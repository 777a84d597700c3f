//! Subvolume and quota-group operations over btrfs-progs.

use std::path::{Path, PathBuf};
use std::sync::Arc;

use tracing::debug;

use cowshed_exec::Runner;

use crate::compression::is_valid_compression;
use crate::error::{BtrfsError, BtrfsResult};

/// Referenced and exclusive byte counts of a subvolume's qgroup.
#[derive(Debug, Clone, Copy, Default, PartialEq, Eq)]
pub struct QgroupUsage {
    /// Logical bytes reachable from the subvolume, including extents
    /// shared with other subvolumes.
    pub referenced: u64,
    /// Bytes that would be freed if the subvolume were deleted.
    pub exclusive: u64,
}

/// Driver for btrfs subvolume, attribute, and qgroup operations.
///
/// Every operation shells out through the injected [`Runner`]; the driver
/// itself never touches the filesystem.
#[derive(Clone)]
pub struct BtrfsManager {
    runner: Arc<dyn Runner>,
    btrfs_bin: String,
    chattr_bin: String,
}

impl std::fmt::Debug for BtrfsManager {
    fn fmt(&self, f: &mut std::fmt::Formatter<'_>) -> std::fmt::Result {
        f.debug_struct("BtrfsManager")
            .field("btrfs_bin", &self.btrfs_bin)
            .field("chattr_bin", &self.chattr_bin)
            .finish_non_exhaustive()
    }
}

impl BtrfsManager {
    /// Creates a driver using `btrfs` and `chattr` from `$PATH`.
    pub fn new(runner: Arc<dyn Runner>) -> Self {
        Self::with_binaries(runner, "btrfs", "chattr")
    }

    /// Creates a driver with explicit tool paths.
    pub fn with_binaries(
        runner: Arc<dyn Runner>,
        btrfs_bin: impl Into<String>,
        chattr_bin: impl Into<String>,
    ) -> Self {
        Self {
            runner,
            btrfs_bin: btrfs_bin.into(),
            chattr_bin: chattr_bin.into(),
        }
    }

    async fn btrfs(&self, args: &[&str]) -> BtrfsResult<String> {
        Ok(self.runner.run(&self.btrfs_bin, args).await?)
    }

    /// Creates a subvolume at `path`.
    pub async fn subvolume_create(&self, path: &Path) -> BtrfsResult<()> {
        self.btrfs(&["subvolume", "create", &path.to_string_lossy()])
            .await?;
        Ok(())
    }

    /// Deletes the subvolume at `path`.
    pub async fn subvolume_delete(&self, path: &Path) -> BtrfsResult<()> {
        self.btrfs(&["subvolume", "delete", &path.to_string_lossy()])
            .await?;
        Ok(())
    }

    /// Snapshots `src` to `dst`, read-only when `readonly` is set.
    pub async fn subvolume_snapshot(
        &self,
        src: &Path,
        dst: &Path,
        readonly: bool,
    ) -> BtrfsResult<()> {
        let src = src.to_string_lossy();
        let dst = dst.to_string_lossy();
        if readonly {
            self.btrfs(&["subvolume", "snapshot", "-r", &src, &dst])
                .await?;
        } else {
            self.btrfs(&["subvolume", "snapshot", &src, &dst]).await?;
        }
        Ok(())
    }

    /// Returns true when `path` is a subvolume.
    pub async fn subvolume_exists(&self, path: &Path) -> bool {
        self.btrfs(&["subvolume", "show", &path.to_string_lossy()])
            .await
            .is_ok()
    }

    /// Lists the subvolumes directly below `parent`.
    pub async fn subvolume_list(&self, parent: &Path) -> BtrfsResult<Vec<PathBuf>> {
        let out = self
            .btrfs(&["subvolume", "list", "-o", &parent.to_string_lossy()])
            .await?;

        let mut subvolumes = Vec::new();
        for line in out.lines() {
            // format: ID <id> gen <gen> top level <tl> path <path>
            let fields: Vec<&str> = line.split_whitespace().collect();
            if fields.len() >= 9 {
                subvolumes.push(PathBuf::from(fields[8]));
            }
        }
        Ok(subvolumes)
    }

    /// Verifies that quota accounting is enabled on the filesystem holding
    /// `mount`. `qgroup show` fails when quotas are off.
    pub async fn quota_check(&self, mount: &Path) -> BtrfsResult<()> {
        self.btrfs(&["qgroup", "show", &mount.to_string_lossy()])
            .await?;
        Ok(())
    }

    /// Sets the qgroup referenced-bytes limit for the subvolume at `path`.
    pub async fn qgroup_limit(&self, path: &Path, bytes: u64) -> BtrfsResult<()> {
        self.btrfs(&["qgroup", "limit", &bytes.to_string(), &path.to_string_lossy()])
            .await?;
        Ok(())
    }

    /// Returns the referenced bytes of the subvolume's qgroup.
    pub async fn qgroup_usage(&self, path: &Path) -> BtrfsResult<u64> {
        Ok(self.qgroup_usage_ex(path).await?.referenced)
    }

    /// Returns referenced and exclusive bytes of the subvolume's qgroup.
    ///
    /// Resolves the subvolume ID from `subvolume show`, then scans the raw
    /// `qgroup show` table for the `0/<id>` row.
    pub async fn qgroup_usage_ex(&self, path: &Path) -> BtrfsResult<QgroupUsage> {
        let show = self
            .btrfs(&["subvolume", "show", &path.to_string_lossy()])
            .await?;

        let mut subvol_id = None;
        for line in show.lines() {
            if let Some(rest) = line.trim().strip_prefix("Subvolume ID:") {
                let id = rest.trim();
                if !id.is_empty() {
                    subvol_id = Some(id.to_string());
                }
                break;
            }
        }
        let subvol_id = subvol_id.ok_or_else(|| BtrfsError::SubvolumeIdNotFound {
            path: path.to_path_buf(),
        })?;
        let qgroup = format!("0/{subvol_id}");

        let out = self
            .btrfs(&["qgroup", "show", "-re", "--raw", &path.to_string_lossy()])
            .await?;
        for line in out.lines() {
            let fields: Vec<&str> = line.split_whitespace().collect();
            if fields.len() >= 3 && fields[0] == qgroup {
                let parse = |s: &str| {
                    s.parse::<u64>().map_err(|_| BtrfsError::MalformedQgroupRow {
                        path: path.to_path_buf(),
                        row: line.to_string(),
                    })
                };
                return Ok(QgroupUsage {
                    referenced: parse(fields[1])?,
                    exclusive: parse(fields[2])?,
                });
            }
        }
        Err(BtrfsError::QgroupNotFound {
            qgroup,
            path: path.to_path_buf(),
        })
    }

    /// Sets the no-COW attribute on `path` via `chattr +C`.
    ///
    /// Only effective while the subvolume is empty; the caller applies it
    /// immediately after creation.
    pub async fn set_nocow(&self, path: &Path) -> BtrfsResult<()> {
        self.runner
            .run(&self.chattr_bin, &["+C", &path.to_string_lossy()])
            .await?;
        Ok(())
    }

    /// Sets the compression property on `path`.
    ///
    /// The value is validated against the `algo[:level]` grammar before any
    /// process is spawned.
    pub async fn set_compression(&self, path: &Path, algo: &str) -> BtrfsResult<()> {
        if !is_valid_compression(algo) {
            return Err(BtrfsError::InvalidCompression {
                value: algo.to_string(),
            });
        }
        self.btrfs(&["property", "set", &path.to_string_lossy(), "compression", algo])
            .await?;
        Ok(())
    }

    /// Returns true when the btrfs tooling is runnable.
    pub async fn is_available(&self) -> bool {
        let available = self.btrfs(&["--version"]).await.is_ok();
        debug!(available, "btrfs availability probe");
        available
    }
}
//! Process execution seam shared by the cowshed drivers.
//!
//! Every external tool invocation (btrfs-progs, chattr, exportfs) goes
//! through the [`Runner`] trait so driver tests can substitute a recording
//! fake for the real binaries. The production [`ShellRunner`] captures
//! combined stdout+stderr and returns it even on failure, because callers
//! inspect the output for tool-specific substrings.

use std::process::Stdio;
use std::sync::Mutex;

use async_trait::async_trait;
use thiserror::Error;
use tokio::process::Command;

/// What went wrong while running an external command.
#[derive(Debug, Error)]
pub enum CommandErrorKind {
    /// The process could not be spawned at all.
    #[error("spawn failed: {0}")]
    Spawn(#[from] std::io::Error),
    /// The process ran but exited non-zero (or was killed).
    #[error("exit status {0}")]
    Exit(std::process::ExitStatus),
}

/// Error from an external command, carrying the combined stdout+stderr
/// captured before the failure so callers can inspect it.
#[derive(Debug, Error)]
#[error("{bin} {}: {kind}: {}", .args.join(" "), .output.trim())]
pub struct CommandError {
    /// Program that was invoked.
    pub bin: String,
    /// Arguments passed to the program.
    pub args: Vec<String>,
    /// Combined stdout and stderr of the failed invocation.
    pub output: String,
    /// Underlying failure.
    #[source]
    pub kind: CommandErrorKind,
}

impl CommandError {
    /// Builds a non-zero-exit error with the given output. Used by test
    /// fakes that never spawn a real process.
    pub fn failed(bin: &str, args: &[String], output: impl Into<String>) -> Self {
        use std::os::unix::process::ExitStatusExt;
        Self {
            bin: bin.to_string(),
            args: args.to_vec(),
            output: output.into(),
            kind: CommandErrorKind::Exit(std::process::ExitStatus::from_raw(1 << 8)),
        }
    }
}

/// Executes external commands and returns their combined output.
///
/// Abstracted behind a trait so tests can record calls and serve canned
/// output instead of shelling out.
#[async_trait]
pub trait Runner: Send + Sync {
    /// Runs `bin` with `args` and returns the combined stdout+stderr.
    async fn run(&self, bin: &str, args: &[&str]) -> Result<String, CommandError>;
}

/// [`Runner`] backed by real process execution.
///
/// The child is killed when the returned future is dropped, so callers get
/// cancellation by simply abandoning the call.
#[derive(Debug, Default, Clone, Copy)]
pub struct ShellRunner;

#[async_trait]
impl Runner for ShellRunner {
    async fn run(&self, bin: &str, args: &[&str]) -> Result<String, CommandError> {
        let owned_args: Vec<String> = args.iter().map(|a| a.to_string()).collect();
        let result = Command::new(bin)
            .args(args)
            .stdin(Stdio::null())
            .stdout(Stdio::piped())
            .stderr(Stdio::piped())
            .kill_on_drop(true)
            .output()
            .await;

        let out = match result {
            Ok(out) => out,
            Err(err) => {
                return Err(CommandError {
                    bin: bin.to_string(),
                    args: owned_args,
                    output: String::new(),
                    kind: CommandErrorKind::Spawn(err),
                })
            }
        };

        let mut combined = String::from_utf8_lossy(&out.stdout).into_owned();
        combined.push_str(&String::from_utf8_lossy(&out.stderr));

        if out.status.success() {
            Ok(combined)
        } else {
            Err(CommandError {
                bin: bin.to_string(),
                args: owned_args,
                output: combined,
                kind: CommandErrorKind::Exit(out.status),
            })
        }
    }
}

/// Per-call response function for [`MockRunner`]. An `Err(text)` becomes a
/// non-zero-exit [`CommandError`] whose output is `text`.
pub type MockHandler = Box<dyn Fn(&str, &[&str]) -> Result<String, String> + Send + Sync>;

/// Recording fake for tests: never spawns a process, records every call,
/// and serves canned responses.
///
/// Configure a fixed response with [`MockRunner::with_output`] or
/// [`MockRunner::with_failure`], or dynamic per-call behavior with
/// [`MockRunner::with_handler`].
#[derive(Default)]
pub struct MockRunner {
    calls: Mutex<Vec<(String, Vec<String>)>>,
    output: String,
    fail_output: Option<String>,
    handler: Option<MockHandler>,
}

impl MockRunner {
    /// A mock that succeeds with empty output.
    pub fn new() -> Self {
        Self::default()
    }

    /// A mock that succeeds with the given output on every call.
    pub fn with_output(output: impl Into<String>) -> Self {
        Self {
            output: output.into(),
            ..Self::default()
        }
    }

    /// A mock that fails every call, with the given text as the command's
    /// combined output.
    pub fn with_failure(output: impl Into<String>) -> Self {
        Self {
            fail_output: Some(output.into()),
            ..Self::default()
        }
    }

    /// A mock that dispatches each call to `handler`.
    pub fn with_handler(
        handler: impl Fn(&str, &[&str]) -> Result<String, String> + Send + Sync + 'static,
    ) -> Self {
        Self {
            handler: Some(Box::new(handler)),
            ..Self::default()
        }
    }

    /// All recorded calls as `(bin, args)` pairs, in invocation order.
    pub fn calls(&self) -> Vec<(String, Vec<String>)> {
        self.calls.lock().expect("mock call log poisoned").clone()
    }

    /// Number of calls recorded so far.
    pub fn call_count(&self) -> usize {
        self.calls.lock().expect("mock call log poisoned").len()
    }
}

#[async_trait]
impl Runner for MockRunner {
    async fn run(&self, bin: &str, args: &[&str]) -> Result<String, CommandError> {
        let owned_args: Vec<String> = args.iter().map(|a| a.to_string()).collect();
        self.calls
            .lock()
            .expect("mock call log poisoned")
            .push((bin.to_string(), owned_args.clone()));

        if let Some(handler) = &self.handler {
            return handler(bin, args)
                .map_err(|output| CommandError::failed(bin, &owned_args, output));
        }
        if let Some(output) = &self.fail_output {
            return Err(CommandError::failed(bin, &owned_args, output.clone()));
        }
        Ok(self.output.clone())
    }
}

#[cfg(test)]
mod tests {
    use super::*;

    #[tokio::test]
    async fn test_shell_runner_captures_output() {
        let out = ShellRunner.run("echo", &["hello"]).await.unwrap();
        assert_eq!(out.trim(), "hello");
    }

    #[tokio::test]
    async fn test_shell_runner_failure_keeps_output() {
        let err = ShellRunner
            .run("sh", &["-c", "echo oops >&2; exit 3"])
            .await
            .unwrap_err();
        assert!(err.output.contains("oops"));
        assert!(matches!(err.kind, CommandErrorKind::Exit(_)));
    }

    #[tokio::test]
    async fn test_shell_runner_spawn_error() {
        let err = ShellRunner
            .run("/nonexistent/cowshed-binary", &[])
            .await
            .unwrap_err();
        assert!(matches!(err.kind, CommandErrorKind::Spawn(_)));
        assert!(err.output.is_empty());
    }

    #[tokio::test]
    async fn test_mock_records_calls_in_order() {
        let mock = MockRunner::with_output("ok");
        mock.run("btrfs", &["subvolume", "create", "/a"]).await.unwrap();
        mock.run("exportfs", &["-v"]).await.unwrap();

        let calls = mock.calls();
        assert_eq!(calls.len(), 2);
        assert_eq!(calls[0].0, "btrfs");
        assert_eq!(calls[0].1, vec!["subvolume", "create", "/a"]);
        assert_eq!(calls[1].0, "exportfs");
    }

    #[tokio::test]
    async fn test_mock_failure_carries_output() {
        let mock = MockRunner::with_failure("Could not find export");
        let err = mock.run("exportfs", &["-u", "host:/p"]).await.unwrap_err();
        assert!(err.output.contains("Could not find"));
    }

    #[tokio::test]
    async fn test_mock_handler_dispatch() {
        let mock = MockRunner::with_handler(|bin, args| {
            if bin == "btrfs" && args.contains(&"--version") {
                Ok("btrfs-progs v6.8".to_string())
            } else {
                Err("unknown call".to_string())
            }
        });

        let out = mock.run("btrfs", &["--version"]).await.unwrap();
        assert!(out.starts_with("btrfs-progs"));
        assert!(mock.run("btrfs", &["quota"]).await.is_err());
    }

    #[test]
    fn test_command_error_display_includes_args_and_output() {
        let err = CommandError::failed(
            "btrfs",
            &["subvolume".to_string(), "create".to_string()],
            "no space left\n",
        );
        let text = err.to_string();
        assert!(text.contains("btrfs subvolume create"));
        assert!(text.contains("no space left"));
    }
}
#![warn(missing_docs)]

//! Btrfs subvolume driver for the cowshed agent.
//!
//! Thin, testable adapter over btrfs-progs and chattr: subvolume
//! create/delete/snapshot, per-subvolume attributes (no-COW, compression),
//! and quota-group limits and usage. All command execution flows through
//! the injected [`cowshed_exec::Runner`] so the entire surface is covered
//! by tests without touching a real filesystem.

pub mod compression;
pub mod error;
pub mod manager;
pub mod probe;

pub use compression::is_valid_compression;
pub use error::{BtrfsError, BtrfsResult};
pub use manager::{BtrfsManager, QgroupUsage};
pub use probe::{fs_totals, is_btrfs, FsTotals, BTRFS_SUPER_MAGIC};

═══

◆ Assigned task:
All that is wanted is the stretch of lines above from the one containing "use std::process::Stdio;" through the one containing "pub enum CommandErrorKind", duplicated exactly.

◆ Response to this exercise:
use std::process::Stdio;
use std::sync::Mutex;

use async_trait::async_trait;
use thiserror::Error;
use tokio::process::Command;

/// What went wrong while running an external command.
#[derive(Debug, Error)]
pub enum CommandErrorKind {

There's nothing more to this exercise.